──────── Extracted records

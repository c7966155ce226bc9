use std::io::{self, Write};

use anyhow::Error;

use crate::util::text::wrap;

#[rustfmt::skip]
pub fn print_error(err: &Error) {
    let mut stderr = io::stderr().lock();

    let _ = writeln!(stderr);
    let _ = writeln!(stderr, "   ╔══════════════════════════════════════════════════════════════╗");
    let _ = writeln!(stderr, "   ║  ✗ Error                                                     ║");
    let _ = writeln!(stderr, "   ╟──────────────────────────────────────────────────────────────╢");

    for line in wrap(&err.to_string(), 59) {
        let _ = writeln!(stderr, "   ║  {:<59} ║", line);
    }

    let mut source = err.source();
    while let Some(cause) = source {
        let _ = writeln!(stderr, "   ╟──────────────────────────────────────────────────────────────╢");
        let _ = writeln!(stderr, "   ║  Caused by:                                                  ║");
        for line in wrap(&cause.to_string(), 57) {
            let _ = writeln!(stderr, "   ║    {:<57} ║", line);
        }
        source = cause.source();
    }

    let hints = HintCollector::collect(err);
    if !hints.is_empty() {
        let _ = writeln!(stderr, "   ╟──────────────────────────────────────────────────────────────╢");
        let _ = writeln!(stderr, "   ║  Hints:                                                      ║");
        for hint in hints {
            let wrapped = wrap(&hint, 55);
            if let Some((first, rest)) = wrapped.split_first() {
                let _ = writeln!(stderr, "   ║    • {:<55} ║", first);
                for line in rest {
                    let _ = writeln!(stderr, "   ║      {:<55} ║", line);
                }
            }
        }
    }

    let _ = writeln!(stderr, "   ╚══════════════════════════════════════════════════════════════╝");
    let _ = writeln!(stderr);
}

#[derive(Default)]
struct HintCollector {
    hints: Vec<String>,
    has_typed_hints: bool,
}

impl HintCollector {
    fn collect(err: &Error) -> Vec<String> {
        let mut collector = Self::default();

        collector.collect_io_hints(err);
        collector.collect_analysis_hints(err);

        if !collector.has_typed_hints {
            collector.collect_fallback_hints(err);
        }

        collector.hints
    }

    fn add(&mut self, hint: impl Into<String>) {
        self.hints.push(hint.into());
    }

    fn mark_typed(&mut self) {
        self.has_typed_hints = true;
    }

    fn collect_io_hints(&mut self, err: &Error) {
        use mtase_topology::io::Error as IoError;

        let Some(io_err) = err.downcast_ref::<IoError>() else {
            return;
        };

        self.mark_typed();

        match io_err {
            IoError::Io { source } => {
                self.collect_std_io_hints(source);
            }

            IoError::Parse { line, .. } => {
                self.add(format!("The DSSP record on line {line} could not be read"));
                self.add("Cα coordinates are expected in columns 116-138");
                self.add("Check that the file was not re-wrapped or hand-edited");
            }

            IoError::MissingHeader => {
                self.add("Input does not look like a classic DSSP file");
                self.add("Expected a residue table header containing '  #  RESIDUE'");
                self.add("Generate one with `mkdssp --output-format dssp`");
            }
        }
    }

    fn collect_std_io_hints(&mut self, source: &std::io::Error) {
        use std::io::ErrorKind;

        match source.kind() {
            ErrorKind::NotFound => {
                self.add("File or directory not found");
                self.add("Check the path spelling and ensure the file exists");
            }

            ErrorKind::PermissionDenied => {
                self.add("Permission denied accessing the file");
                self.add("Check file permissions with `ls -la`");
            }

            ErrorKind::InvalidData => {
                self.add("Input is not valid UTF-8 text");
                self.add("Decompress gzipped DSSP files before reading them");
            }

            ErrorKind::BrokenPipe => {
                self.add("Broken pipe: output consumer terminated");
                self.add("This may occur when piping to commands like `head`");
            }

            _ => {
                self.add("I/O operation failed");
                self.add("Check file path, permissions, and disk space");
            }
        }
    }

    fn collect_analysis_hints(&mut self, err: &Error) {
        use mtase_topology::AnalysisError;

        let Some(analysis_err) = err.downcast_ref::<AnalysisError>() else {
            return;
        };

        self.mark_typed();

        match analysis_err {
            AnalysisError::NoChainData { chain } => {
                self.add(format!("Chain {chain} has no residues assigned 'E' by DSSP"));
                self.add("Use --chain to restrict the analysis to another chain");
            }

            AnalysisError::MissingAnchorStrand { .. } | AnalysisError::OutOfRangeIndex { .. } => {
                self.add("Strand indices disagree with the chain's segmentation");
                self.add("This may indicate a bug; please report it with the input file");
            }

            AnalysisError::NoCounterStrand { .. } => {
                self.add("The catalytic strand has no neighbour to name S3");
                self.add("Try raising --contact-distance (default 5.2 Å)");
                self.add("Check that the motif really follows the catalytic strand");
            }

            AnalysisError::DegenerateFrame { .. } => {
                self.add("The catalytic strand is too short or overlaps S3 in space");
                self.add("Inspect the strand assignment around the motif");
            }

            AnalysisError::InvalidPattern { pattern, .. } => {
                self.add(format!("'{pattern}' is not a valid regular expression"));
                self.add("Motif patterns use Rust regex syntax, e.g. [SND]P[PL][YFW]");
            }

            AnalysisError::InvalidConfig(_) => {
                self.add("Distances must be positive and finite; --max-loop not negative");
                self.add("At least one motif pattern is required");
            }

            AnalysisError::ConfigParse(_) => {
                self.add("The threshold file is not valid TOML or has unknown keys");
                self.add(
                    "Known keys: contact_distance, helix_radius, max_loop, min_helix_length, motif_patterns",
                );
            }
        }
    }

    fn collect_fallback_hints(&mut self, err: &Error) {
        let msg = error_chain_text(err);

        if msg.contains("terminal") || msg.contains("stdin") {
            self.add("Input appears to be from a terminal");
            self.add("Pass a DSSP file as INPUT or pipe one to stdin");
            return;
        }

        if msg.contains("no catalytic motif") {
            self.add("Add patterns with --motif or raise --max-loop");
            self.add("Run `mtopo motifs` to see which motifs are found");
            return;
        }

        if msg.contains("no such file") || msg.contains("not found") {
            self.add("Check that the file path is correct");
            self.add("Verify the file exists and is readable");
        }
    }
}

fn error_chain_text(err: &Error) -> String {
    let mut text = err.to_string();

    let mut source = err.source();
    while let Some(cause) = source {
        text.push('\n');
        text.push_str(&cause.to_string());
        source = cause.source();
    }

    text.to_lowercase()
}

#[cfg(test)]
mod tests {
    use super::*;
    use anyhow::Context;

    #[test]
    fn io_errors_get_dssp_hints() {
        let err = Err::<(), _>(mtase_topology::io::Error::MissingHeader)
            .context("Failed to read DSSP input: stdin")
            .unwrap_err();
        let hints = HintCollector::collect(&err);
        assert!(hints.iter().any(|h| h.contains("mkdssp")));
    }

    #[test]
    fn analysis_errors_get_threshold_hints() {
        let err = anyhow::Error::new(mtase_topology::AnalysisError::NoCounterStrand {
            chain: 'A',
            strand: 0,
        });
        let hints = HintCollector::collect(&err);
        assert!(hints.iter().any(|h| h.contains("--contact-distance")));
    }

    #[test]
    fn untyped_errors_fall_back_to_message_hints() {
        let err = anyhow::anyhow!("No catalytic motif found in chain A");
        let hints = HintCollector::collect(&err);
        assert!(hints.iter().any(|h| h.contains("--motif")));

        let err = anyhow::anyhow!("something unrelated");
        assert!(HintCollector::collect(&err).is_empty());
    }
}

────────────────

Assignment. Each record must be returned exactly as it is written.

Expected answer.
repository c7966155ce226bc9
use std::io::{self, Write};

use anyhow::Error;

use crate::util::text::wrap;

#[rustfmt::skip]
pub fn print_error(err: &Error) {
    let mut stderr = io::stderr().lock();

    let _ = writeln!(stderr);
    let _ = writeln!(stderr, "   ╔══════════════════════════════════════════════════════════════╗");
    let _ = writeln!(stderr, "   ║  ✗ Error                                                     ║");
    let _ = writeln!(stderr, "   ╟──────────────────────────────────────────────────────────────╢");

    for line in wrap(&err.to_string(), 59) {
        let _ = writeln!(stderr, "   ║  {:<59} ║", line);
    }

    let mut source = err.source();
    while let Some(cause) = source {
        let _ = writeln!(stderr, "   ╟──────────────────────────────────────────────────────────────╢");
        let _ = writeln!(stderr, "   ║  Caused by:                                                  ║");
        for line in wrap(&cause.to_string(), 57) {
            let _ = writeln!(stderr, "   ║    {:<57} ║", line);
        }
        source = cause.source();
    }

    let hints = HintCollector::collect(err);
    if !hints.is_empty() {
        let _ = writeln!(stderr, "   ╟──────────────────────────────────────────────────────────────╢");
        let _ = writeln!(stderr, "   ║  Hints:                                                      ║");
        for hint in hints {
            let wrapped = wrap(&hint, 55);
            if let Some((first, rest)) = wrapped.split_first() {
                let _ = writeln!(stderr, "   ║    • {:<55} ║", first);
                for line in rest {
                    let _ = writeln!(stderr, "   ║      {:<55} ║", line);
                }
            }
        }
    }

    let _ = writeln!(stderr, "   ╚══════════════════════════════════════════════════════════════╝");
    let _ = writeln!(stderr);
}

#[derive(Default)]
struct HintCollector {
    hints: Vec<String>,
    has_typed_hints: bool,
}

impl HintCollector {
    fn collect(err: &Error) -> Vec<String> {
        let mut collector = Self::default();

        collector.collect_io_hints(err);
        collector.collect_analysis_hints(err);

        if !collector.has_typed_hints {
            collector.collect_fallback_hints(err);
        }

        collector.hints
    }

    fn add(&mut self, hint: impl Into<String>) {
        self.hints.push(hint.into());
    }

    fn mark_typed(&mut self) {
        self.has_typed_hints = true;
    }

    fn collect_io_hints(&mut self, err: &Error) {
        use mtase_topology::io::Error as IoError;

        let Some(io_err) = err.downcast_ref::<IoError>() else {
            return;
        };

        self.mark_typed();

        match io_err {
            IoError::Io { source } => {
                self.collect_std_io_hints(source);
            }

            IoError::Parse { line, .. } => {
                self.add(format!("The DSSP record on line {line} could not be read"));
                self.add("Cα coordinates are expected in columns 116-138");
                self.add("Check that the file was not re-wrapped or hand-edited");
            }

            IoError::MissingHeader => {
                self.add("Input does not look like a classic DSSP file");
                self.add("Expected a residue table header containing '  #  RESIDUE'");
                self.add("Generate one with `mkdssp --output-format dssp`");
            }
        }
    }

    fn collect_std_io_hints(&mut self, source: &std::io::Error) {
        use std::io::ErrorKind;

        match source.kind() {
            ErrorKind::NotFound => {
                self.add("File or directory not found");
                self.add("Check the path spelling and ensure the file exists");
            }

            ErrorKind::PermissionDenied => {
                self.add("Permission denied accessing the file");
                self.add("Check file permissions with `ls -la`");
            }

            ErrorKind::InvalidData => {
                self.add("Input is not valid UTF-8 text");
                self.add("Decompress gzipped DSSP files before reading them");
            }

            ErrorKind::BrokenPipe => {
                self.add("Broken pipe: output consumer terminated");
                self.add("This may occur when piping to commands like `head`");
            }

            _ => {
                self.add("I/O operation failed");
                self.add("Check file path, permissions, and disk space");
            }
        }
    }

    fn collect_analysis_hints(&mut self, err: &Error) {
        use mtase_topology::AnalysisError;

        let Some(analysis_err) = err.downcast_ref::<AnalysisError>() else {
            return;
        };

        self.mark_typed();

        match analysis_err {
            AnalysisError::NoChainData { chain } => {
                self.add(format!("Chain {chain} has no residues assigned 'E' by DSSP"));
                self.add("Use --chain to restrict the analysis to another chain");
            }

            AnalysisError::MissingAnchorStrand { .. } | AnalysisError::OutOfRangeIndex { .. } => {
                self.add("Strand indices disagree with the chain's segmentation");
                self.add("This may indicate a bug; please report it with the input file");
            }

            AnalysisError::NoCounterStrand { .. } => {
                self.add("The catalytic strand has no neighbour to name S3");
                self.add("Try raising --contact-distance (default 5.2 Å)");
                self.add("Check that the motif really follows the catalytic strand");
            }

            AnalysisError::DegenerateFrame { .. } => {
                self.add("The catalytic strand is too short or overlaps S3 in space");
                self.add("Inspect the strand assignment around the motif");
            }

            AnalysisError::InvalidPattern { pattern, .. } => {
                self.add(format!("'{pattern}' is not a valid regular expression"));
                self.add("Motif patterns use Rust regex syntax, e.g. [SND]P[PL][YFW]");
            }

            AnalysisError::InvalidConfig(_) => {
                self.add("Distances must be positive and finite; --max-loop not negative");
                self.add("At least one motif pattern is required");
            }

            AnalysisError::ConfigParse(_) => {
                self.add("The threshold file is not valid TOML or has unknown keys");
                self.add(
                    "Known keys: contact_distance, helix_radius, max_loop, min_helix_length, motif_patterns",
                );
            }
        }
    }

    fn collect_fallback_hints(&mut self, err: &Error) {
        let msg = error_chain_text(err);

        if msg.contains("terminal") || msg.contains("stdin") {
            self.add("Input appears to be from a terminal");
            self.add("Pass a DSSP file as INPUT or pipe one to stdin");
            return;
        }

        if msg.contains("no catalytic motif") {
            self.add("Add patterns with --motif or raise --max-loop");
            self.add("Run `mtopo motifs` to see which motifs are found");
            return;
        }

        if msg.contains("no such file") || msg.contains("not found") {
            self.add("Check that the file path is correct");
            self.add("Verify the file exists and is readable");
        }
    }
}

fn error_chain_text(err: &Error) -> String {
    let mut text = err.to_string();

    let mut source = err.source();
    while let Some(cause) = source {
        text.push('\n');
        text.push_str(&cause.to_string());
        source = cause.source();
    }

    text.to_lowercase()
}

#[cfg(test)]
mod tests {
    use super::*;
    use anyhow::Context;

    #[test]
    fn io_errors_get_dssp_hints() {
        let err = Err::<(), _>(mtase_topology::io::Error::MissingHeader)
            .context("Failed to read DSSP input: stdin")
            .unwrap_err();
        let hints = HintCollector::collect(&err);
        assert!(hints.iter().any(|h| h.contains("mkdssp")));
    }

    #[test]
    fn analysis_errors_get_threshold_hints() {
        let err = anyhow::Error::new(mtase_topology::AnalysisError::NoCounterStrand {
            chain: 'A',
            strand: 0,
        });
        let hints = HintCollector::collect(&err);
        assert!(hints.iter().any(|h| h.contains("--contact-distance")));
    }

    #[test]
    fn untyped_errors_fall_back_to_message_hints() {
        let err = anyhow::anyhow!("No catalytic motif found in chain A");
        let hints = HintCollector::collect(&err);
        assert!(hints.iter().any(|h| h.contains("--motif")));

        let err = anyhow::anyhow!("something unrelated");
        assert!(HintCollector::collect(&err).is_empty());
    }
}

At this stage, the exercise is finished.